Escrito por Sebastián Stranieri, CEO da VU
Os dispositivos conectados à rede são tão seguros quanto as precauções que tomamos com eles e isso dependerá das medidas necessárias que tomarmos para nos proteger de possíveis ataques cibernéticos.
Como resultado do processo de transformação em questões técnico-digitais que vivemos, a Internet das Coisas (Internet das Coisas, IoT) está aqui para ficar. Na verdade, já se estabeleceu em nossas casas como mais um membro da família. Conectar objetos e dispositivos à web para obter informações adicionais é uma realidade que está silenciosamente ganhando mais e mais força entre as pessoas. Além de TVs inteligentes, ar condicionado, impressoras, refrigeradores e relógios, a tecnologia IoT inclui: sistemas de segurança como câmeras e monitores para creches, dispositivos médicos como marca-passos ou dispensadores de insulina, termostatos, dispositivos de desgaste como relógios ou óculos (wearables), dispositivos de entretenimento doméstico e sistemas de monitoramento de combustível, entre outros.
Esta tendência global está em ascensão. De acordo com um estudo do Gartner, até 2020 haverá cinco vezes mais dispositivos conectados à web do que pessoas. Estima-se que, até lá, haverá mais de 25 bilhões de objetos conectados, o que implica um aumento de 246% no número de dispositivos que podem ser invadidos. Por outro lado, de acordo com dados da IDC, em 2018 os gastos com dispositivos IoT aumentaram em 15%, atingindo cerca de 780 milhões de dólares em volume de negócios.
O dia-a-dia das pessoas é cruzado pela tecnologia: em maior ou menor grau, todos estão conectados através de algum dispositivo ou objeto tecnológico. Entretanto, à medida que a conectividade aumenta, as ameaças também aumentam, pois os hackers estão à espreita e esperando por qualquer descuido. A ignorância por parte dos consumidores, por um lado, e as dificuldades em resolver as vulnerabilidades por parte dos provedores, por outro, criam oportunidades para que os criminosos cibernéticos explorem essas fraquezas de diferentes maneiras.
Os principais riscos da tecnologia IoT em casas inteligentes:
- Use o protocolo Universal Plug and Play (UPnP) para fazer login remoto, reconfigurar e assumir o controle dos dispositivos sem autenticação.
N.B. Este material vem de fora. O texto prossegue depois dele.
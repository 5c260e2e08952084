//! Configuration Module
//!
//! Configuration loading and validation for the live data client.

mod settings;

pub use settings::{
    ChannelPorts, CodecKind, ConfigError, Encryption, LiveClientConfig, ValidatedPorts,
    validate_port,
};
#[async_trait]
impl DataClient for LiveDataClient {
    fn name(&self) -> &str {
        &self.name
    }

    fn is_connected(&self) -> bool {
        self.channels.requests().iter().all(|c| c.is_connected())
            && ChannelKind::all()
                .iter()
                .all(|kind| self.channels.subscriber(*kind).is_connected())
    }

    async fn connect(&self) -> Result<(), DataClientError> {
        self.check_open()?;
        self.ensure_dispatcher();
        tracing::info!(client = %self.name, "Connecting");

        for channel in self.channels.requests() {
            channel.connect().await?;
        }
        for kind in ChannelKind::all() {
            let sink = Arc::new(QueueSink::new(*kind, self.queue.clone()));
            self.channels.subscriber(*kind).connect(sink).await?;
        }

        tracing::info!(client = %self.name, "Connected");
        Ok(())
    }

    async fn disconnect(&self) {
        for channel in self.channels.requests() {
            if let Err(e) = channel.disconnect().await {
                tracing::warn!(endpoint = %channel.endpoint(), error = %e, "Disconnect failed");
            }
        }
        for kind in ChannelKind::all() {
            let channel = self.channels.subscriber(*kind);
            if let Err(e) = channel.disconnect().await {
                tracing::warn!(endpoint = %channel.endpoint(), error = %e, "Disconnect failed");
            }
        }
        tracing::info!(client = %self.name, "Disconnected");
    }

    async fn reset(&self) -> Result<(), DataClientError> {
        self.check_open()?;
        let _guard = self.subscriptions.lock().await;

        let topics = self.command(DispatchMessage::Reset).await?;
        for topic in &topics {
            let channel = self.channels.subscriber(topic.channel);
            if let Err(e) = channel.unsubscribe(&topic.key).await {
                tracing::warn!(topic = %topic.key, error = %e, "Unsubscribe on reset failed");
            }
        }
        metrics::clear_subscriptions();

        tracing::info!(client = %self.name, topics = topics.len(), "Reset");
        Ok(())
    }

    async fn dispose(&self) {
        if self.disposed.swap(true, Ordering::SeqCst) {
            return;
        }

        for channel in self.channels.requests() {
            channel.dispose().await;
        }
        for kind in ChannelKind::all() {
            self.channels.subscriber(*kind).dispose().await;
        }
        self.cancel.cancel();
        self.pending_loop.lock().take();

        tracing::info!(client = %self.name, "Disposed");
    }

    fn register_strategy(&self, strategy: StrategyId) -> Result<(), DataClientError> {
        self.check_open()?;
        let mut strategies = self.strategies.lock();
        if strategies.contains(&strategy) {
            tracing::debug!(strategy = %strategy, "Strategy already registered");
            return Ok(());
        }
        tracing::info!(strategy = %strategy, client = %self.name, "Strategy registered");
        strategies.push(strategy);
        Ok(())
    }

    fn registered_strategies(&self) -> Vec<StrategyId> {
        self.strategies.lock().clone()
    }

    async fn subscribe_ticks(
        &self,
        symbol: &Symbol,
        handler: HandlerRef<Tick>,
    ) -> Result<(), DataClientError> {
        self.subscribe(Registration::Ticks {
            symbol: symbol.clone(),
            handler,
        })
        .await
    }

    async fn subscribe_bars(
        &self,
        bar_type: &BarType,
        handler: HandlerRef<Bar>,
    ) -> Result<(), DataClientError> {
        self.subscribe(Registration::Bars {
            bar_type: bar_type.clone(),
            handler,
            source: bar_source(bar_type),
        })
        .await
    }

    async fn subscribe_instrument(
        &self,
        symbol: &Symbol,
        handler: HandlerRef<Instrument>,
    ) -> Result<(), DataClientError> {
        self.subscribe(Registration::Instrument {
            symbol: symbol.clone(),
            handler,
        })
        .await
    }

    async fn unsubscribe_ticks(
        &self,
        symbol: &Symbol,
        handler: &HandlerRef<Tick>,
    ) -> Result<(), DataClientError> {
        self.unsubscribe(Registration::Ticks {
            symbol: symbol.clone(),
            handler: handler.clone(),
        })
        .await
    }

    async fn unsubscribe_bars(
        &self,
        bar_type: &BarType,
        handler: &HandlerRef<Bar>,
    ) -> Result<(), DataClientError> {
        self.unsubscribe(Registration::Bars {
            bar_type: bar_type.clone(),
            handler: handler.clone(),
            source: bar_source(bar_type),
        })
        .await
    }

    async fn unsubscribe_instrument(
        &self,
        symbol: &Symbol,
        handler: &HandlerRef<Instrument>,
    ) -> Result<(), DataClientError> {
        self.unsubscribe(Registration::Instrument {
            symbol: symbol.clone(),
            handler: handler.clone(),
        })
        .await
    }

    async fn request_ticks(
        &self,
        symbol: &Symbol,
        from: Option<DateTime<Utc>>,
        to: Option<DateTime<Utc>>,
        limit: i64,
        callback: TicksCallback,
    ) -> Result<RequestOutcome, DataClientError> {
        self.check_open()?;
        let limit = query_limit(limit)?;
        check_range(from, to)?;

        let query = DataQuery::ticks(symbol, from, to, limit);
        record(DataType::Tick, self.tick_request(symbol, query, callback).await)
    }

    async fn request_bars(
        &self,
        bar_type: &BarType,
        from: Option<DateTime<Utc>>,
        to: Option<DateTime<Utc>>,
        limit: i64,
        callback: BarsCallback,
    ) -> Result<RequestOutcome, DataClientError> {
        self.check_open()?;
        let limit = query_limit(limit)?;
        check_range(from, to)?;

        let query = DataQuery::bars(bar_type, from, to, limit);
        record(DataType::Bar, self.bar_request(bar_type, query, callback).await)
    }

    async fn request_instrument(
        &self,
        symbol: &Symbol,
        callback: InstrumentCallback,
    ) -> Result<RequestOutcome, DataClientError> {
        self.check_open()?;
        record(
            DataType::Instrument,
            self.instrument_request(symbol, callback).await,
        )
    }

    async fn request_instruments(
        &self,
        venue: &Venue,
        callback: InstrumentsCallback,
    ) -> Result<RequestOutcome, DataClientError> {
        self.check_open()?;
        record(
            DataType::Instruments,
            self.instruments_request(venue, callback).await,
        )
    }

    async fn subscribed_ticks(&self) -> Result<Vec<Symbol>, DataClientError> {
        Ok(self.snapshot().await?.ticks)
    }

    async fn subscribed_bars(&self) -> Result<Vec<BarType>, DataClientError> {
        Ok(self.snapshot().await?.bars)
    }

    async fn subscribed_instruments(&self) -> Result<Vec<Symbol>, DataClientError> {
        Ok(self.snapshot().await?.instruments)
    }
}
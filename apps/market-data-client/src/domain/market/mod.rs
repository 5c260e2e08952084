//! Market Data Types
//!
//! Identifiers and records shared by the live and backtest data clients.

mod data;
mod identifiers;

pub use data::{Bar, Instrument, Tick};
pub use identifiers::{
    BarSpecification, BarStructure, BarType, MAX_BAR_INTERVAL_DAYS, PriceType, StrategyId,
    Symbol, Venue,
};

/// Errors raised while constructing or parsing market identifiers.
#[derive(Debug, Clone, PartialEq, Eq, thiserror::Error)]
pub enum ModelError {
    /// A required identifier component was empty.
    #[error("{0} cannot be empty")]
    EmptyIdentifier(&'static str),

    /// Text did not match the canonical form.
    #[error("invalid {kind}: {value:?}")]
    InvalidIdentifier {
        /// Identifier kind being parsed.
        kind: &'static str,
        /// Offending text.
        value: String,
    },

    /// Bar specifications need a positive step.
    #[error("bar step must be greater than zero")]
    ZeroBarStep,

    /// A time bar spans more than the supported interval.
    #[error("bar of {step} x {unit}s exceeds the longest supported interval")]
    BarIntervalTooLong {
        /// Units per bar.
        step: u32,
        /// Unit length in seconds.
        unit: i64,
    },
}
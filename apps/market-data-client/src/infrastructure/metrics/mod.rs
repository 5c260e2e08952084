//! Prometheus Metrics Module
//!
//! Exposes data client metrics in Prometheus format.
//!
//! # Metrics
//!
//! - **Requests**: historical request outcomes and round-trip latency
//! - **Messages**: published messages received and dropped per channel
//! - **Subscriptions**: active wire topics per channel
//! - **Reconnects**: socket connection retries
//!
//! Recording functions are no-ops until a recorder is installed, so library
//! users and tests need not call [`init_metrics`].

use std::sync::OnceLock;
use std::time::Duration;

use metrics::{counter, describe_counter, describe_gauge, describe_histogram, gauge, histogram};
use metrics_exporter_prometheus::{BuildError, PrometheusBuilder, PrometheusHandle};

use crate::application::ports::RequestOutcome;
use crate::domain::subscription::ChannelKind;

// =============================================================================
// Global Metrics Handle
// =============================================================================

static PROMETHEUS_HANDLE: OnceLock<PrometheusHandle> = OnceLock::new();

/// Install the Prometheus recorder, once.
///
/// # Errors
///
/// Returns an error if another recorder is already installed.
pub fn init_metrics() -> Result<PrometheusHandle, BuildError> {
    if let Some(handle) = PROMETHEUS_HANDLE.get() {
        return Ok(handle.clone());
    }

    let handle = PrometheusBuilder::new().install_recorder()?;
    register_metrics();
    Ok(PROMETHEUS_HANDLE.get_or_init(|| handle).clone())
}

/// Get the Prometheus handle for rendering metrics.
///
/// Returns `None` if metrics have not been initialized.
#[must_use]
pub fn get_metrics_handle() -> Option<PrometheusHandle> {
    PROMETHEUS_HANDLE.get().cloned()
}

// =============================================================================
// Metric Registration
// =============================================================================

fn register_metrics() {
    describe_counter!(
        "market_data_requests_total",
        "Historical data requests by data type and outcome"
    );
    describe_histogram!(
        "market_data_request_seconds",
        "Request/reply round-trip time"
    );
    describe_counter!(
        "market_data_messages_received_total",
        "Published messages received by channel"
    );
    describe_counter!(
        "market_data_messages_dropped_total",
        "Messages dropped by channel and reason"
    );
    describe_gauge!(
        "market_data_subscriptions",
        "Active wire subscriptions by channel"
    );
    describe_counter!(
        "market_data_reconnects_total",
        "Socket connection retries by endpoint"
    );
}

// =============================================================================
// Metric Recording Functions
// =============================================================================

/// Why a message was dropped.
#[derive(Debug, Clone, Copy)]
pub enum DropReason {
    /// No handler was registered for the topic.
    NoHandlers,
    /// The topic did not parse.
    BadTopic,
    /// The payload did not decode.
    BadPayload,
}

impl DropReason {
    const fn as_str(self) -> &'static str {
        match self {
            Self::NoHandlers => "no_handlers",
            Self::BadTopic => "bad_topic",
            Self::BadPayload => "bad_payload",
        }
    }
}

/// Label for a request outcome.
const fn outcome_label(outcome: Option<&RequestOutcome>) -> &'static str {
    match outcome {
        Some(RequestOutcome::Delivered { .. }) => "delivered",
        Some(RequestOutcome::Rejected { .. }) => "rejected",
        Some(RequestOutcome::QueryFailed { .. }) => "query_failed",
        None => "error",
    }
}

/// Record a finished request. `None` means it ended in an error.
pub fn record_request(data_type: &'static str, outcome: Option<&RequestOutcome>) {
    counter!(
        "market_data_requests_total",
        "data_type" => data_type,
        "outcome" => outcome_label(outcome)
    )
    .increment(1);
}

/// Record a request/reply round trip.
pub fn record_request_duration(data_type: &'static str, duration: Duration) {
    histogram!(
        "market_data_request_seconds",
        "data_type" => data_type
    )
    .record(duration.as_secs_f64());
}

/// Record a published message received.
pub fn record_message_received(channel: ChannelKind) {
    counter!(
        "market_data_messages_received_total",
        "channel" => channel.as_str()
    )
    .increment(1);
}

/// Record a message dropped before reaching any handler.
pub fn record_message_dropped(channel: ChannelKind, reason: DropReason) {
    counter!(
        "market_data_messages_dropped_total",
        "channel" => channel.as_str(),
        "reason" => reason.as_str()
    )
    .increment(1);
}

/// Adjust the active subscription gauge.
pub fn adjust_subscriptions(channel: ChannelKind, delta: f64) {
    gauge!(
        "market_data_subscriptions",
        "channel" => channel.as_str()
    )
    .increment(delta);
}

/// Reset the active subscription gauges.
pub fn clear_subscriptions() {
    for channel in ChannelKind::all() {
        gauge!(
            "market_data_subscriptions",
            "channel" => channel.as_str()
        )
        .set(0.0);
    }
}

/// Record a socket connection retry.
pub fn record_reconnect(endpoint: &str) {
    counter!(
        "market_data_reconnects_total",
        "endpoint" => endpoint.to_string()
    )
    .increment(1);
}

// =============================================================================
// Tests
// =============================================================================

#[cfg(test)]
mod tests {
    use super::*;

    #[test]
    fn drop_reason_labels() {
        assert_eq!(DropReason::NoHandlers.as_str(), "no_handlers");
        assert_eq!(DropReason::BadTopic.as_str(), "bad_topic");
        assert_eq!(DropReason::BadPayload.as_str(), "bad_payload");
    }

    #[test]
    fn outcome_labels() {
        assert_eq!(
            outcome_label(Some(&RequestOutcome::Delivered { count: 3 })),
            "delivered"
        );
        assert_eq!(
            outcome_label(Some(&RequestOutcome::Rejected {
                reason: String::new()
            })),
            "rejected"
        );
        assert_eq!(outcome_label(None), "error");
    }

    #[test]
    fn recording_without_recorder_is_harmless() {
        record_message_received(ChannelKind::Ticks);
        record_message_dropped(ChannelKind::Bars, DropReason::NoHandlers);
        adjust_subscriptions(ChannelKind::Instruments, 1.0);
        record_request("tick", None);
    }
}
- Use senhas padrão para enviar malware ou spam, ou roubar informações pessoais ou de cartão de crédito.
- Comprometa o dispositivo IoT a causar danos físicos.
- Sobrecarregue os dispositivos até que fiquem inoperacionais.
- Interferindo com as transações comerciais.
- Implantação de serviços inseguros sobre HTTP ou MQTT.
Algumas das medidas a serem consideradas para proteger nossa casa de possíveis ataques:
- Modificar as senhas padrão em dispositivos conectados à web com senhas fortes.
- Verifique as atualizações para cada dispositivo.
- Monitorar o uso do dispositivo, consumo e tráfego de dados.
- Conduzir uma revisão trimestral de segurança por terceiros.
As casas inteligentes não são uma novidade e, segundo analistas da Zion Market Research, é um negócio global que continua a crescer: estima-se que passará dos 20 bilhões para 50 bilhões de euros entre 2018 e 2022. É por isso que as empresas e os fabricantes da IOT estão cada vez mais interessados em melhorar a segurança e os serviços disponíveis neste tipo de casas; mas, como dizem, tudo começa em casa, e a segurança também.
A fim de contribuir para o estabelecimento de padrões, na VU somos membros da The Open Connectivity Foundation (OFC), uma organização que trabalha para estabelecer padrões para a IdC, a fim de garantir a interoperabilidade segura para consumidores e empresas. Evitar possíveis ciberataques em nossas casas depende em grande parte das precauções tomadas, porque os hackers estão ficando cada vez melhores e estão sempre esperando que sejam cometidos erros.